What needs to be done
Filter the material below so that only lines containing "random" remain.

===== Given data

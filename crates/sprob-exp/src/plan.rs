use std::collections::BTreeSet;
use std::fs;
use std::path::Path;

use serde::{Deserialize, Serialize};
use sprob_core::{Energy, ErrorInfo, PredicateDef, SprobError};
use sprob_mc::SeedSource;

/// YAML-configurable description of a tiered estimation experiment.
#[derive(Debug, Clone, PartialEq, Eq, Serialize, Deserialize)]
pub struct ExperimentPlan {
    /// Energies are sampled from `[-bound, bound]`.
    #[serde(default = "default_bound")]
    pub bound: Energy,
    /// Ratio between consecutive sample-count tiers.
    #[serde(default = "default_base")]
    pub base: u64,
    /// Largest tier exponent; tiers run `base^0 ..= base^max_power`.
    #[serde(default = "default_max_power")]
    pub max_power: u32,
    /// Estimations per state and tier.
    #[serde(default = "default_trials")]
    pub trials: usize,
    /// Source of per-estimation seeds.
    #[serde(default)]
    pub seed_policy: SeedSource,
    /// States to estimate, in output order.
    pub states: Vec<StateEntry>,
}

/// Labelled state definition.
#[derive(Debug, Clone, PartialEq, Eq, Serialize, Deserialize)]
pub struct StateEntry {
    /// Label used in output file names.
    pub label: String,
    /// Definition of the state.
    pub predicate: PredicateDef,
}

fn default_bound() -> Energy {
    1000
}

fn default_base() -> u64 {
    10
}

fn default_max_power() -> u32 {
    6
}

fn default_trials() -> usize {
    1000
}

impl ExperimentPlan {
    /// The classic two-state experiment: an ordered interval covering
    /// `[0, bound / 2]` and a random union of `bound / 2` points starting at
    /// `-bound` with steps of 1 to 4.
    pub fn reference() -> Self {
        let bound = default_bound();
        Self {
            bound,
            base: default_base(),
            max_power: default_max_power(),
            trials: default_trials(),
            seed_policy: SeedSource::default(),
            states: vec![
                StateEntry {
                    label: "ordered".into(),
                    predicate: PredicateDef::Interval {
                        lo: 0,
                        hi: bound / 2,
                    },
                },
                StateEntry {
                    label: "random".into(),
                    predicate: PredicateDef::Scattered {
                        start: -bound,
                        count: (bound / 2) as usize,
                        min_step: 1,
                        max_step: 4,
                        seed: 0,
                    },
                },
            ],
        }
    }

    /// Parses a plan from YAML text and validates it.
    pub fn from_yaml_str(text: &str) -> Result<Self, SprobError> {
        let plan: Self = serde_yaml::from_str(text)
            .map_err(|err| SprobError::Serde(ErrorInfo::new("plan-parse", err.to_string())))?;
        plan.validate()?;
        Ok(plan)
    }

    /// Loads and validates a plan file.
    pub fn load(path: &Path) -> Result<Self, SprobError> {
        let text = fs::read_to_string(path).map_err(|err| {
            SprobError::Io(
                ErrorInfo::new("plan-read", err.to_string())
                    .with_context("path", path.display()),
            )
        })?;
        Self::from_yaml_str(&text)
    }

    /// Sample counts of every tier, in increasing order.
    pub fn tiers(&self) -> Result<Vec<u64>, SprobError> {
        tiers(self.base, self.max_power)
    }

    /// Checks the plan without building any predicate.
    pub fn validate(&self) -> Result<(), SprobError> {
        if self.bound <= 0 {
            return Err(plan_error("bound", "bound must be positive").with_value(self.bound));
        }
        if self.base < 2 {
            return Err(plan_error("base", "tier base must be at least 2").with_value(self.base));
        }
        if self.trials == 0 {
            return Err(plan_error("trials", "each tier needs at least one trial").into());
        }
        if self.states.is_empty() {
            return Err(plan_error("states", "a plan needs at least one state").into());
        }
        let mut labels = BTreeSet::new();
        for entry in &self.states {
            let usable = !entry.label.is_empty()
                && entry
                    .label
                    .chars()
                    .all(|c| c.is_ascii_alphanumeric() || c == '-' || c == '_');
            if !usable {
                return Err(plan_error("label", "labels may only use [A-Za-z0-9_-]")
                    .with_value(&entry.label));
            }
            if !labels.insert(entry.label.as_str()) {
                return Err(plan_error("label", "duplicate state label").with_value(&entry.label));
            }
        }
        self.tiers().map(|_| ())
    }
}

/// Geometric sample counts `base^0 ..= base^max_power`.
pub fn tiers(base: u64, max_power: u32) -> Result<Vec<u64>, SprobError> {
    (0..=max_power)
        .map(|power| {
            base.checked_pow(power).ok_or_else(|| {
                SprobError::InvalidArgument(
                    ErrorInfo::new("tier-overflow", "sample count does not fit in 64 bits")
                        .with_context("base", base)
                        .with_context("power", power),
                )
            })
        })
        .collect()
}

struct PlanError {
    field: &'static str,
    message: &'static str,
}

fn plan_error(field: &'static str, message: &'static str) -> PlanError {
    PlanError { field, message }
}

impl PlanError {
    fn with_value(self, value: impl ToString) -> SprobError {
        SprobError::InvalidArgument(
            ErrorInfo::new("plan-invalid", self.message)
                .with_context("field", self.field)
                .with_context("value", value.to_string()),
        )
    }
}

impl From<PlanError> for SprobError {
    fn from(err: PlanError) -> Self {
        SprobError::InvalidArgument(
            ErrorInfo::new("plan-invalid", err.message).with_context("field", err.field),
        )
    }
}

==========

Answer space
    /// `[0, bound / 2]` and a random union of `bound / 2` points starting at
                    label: "random".into(),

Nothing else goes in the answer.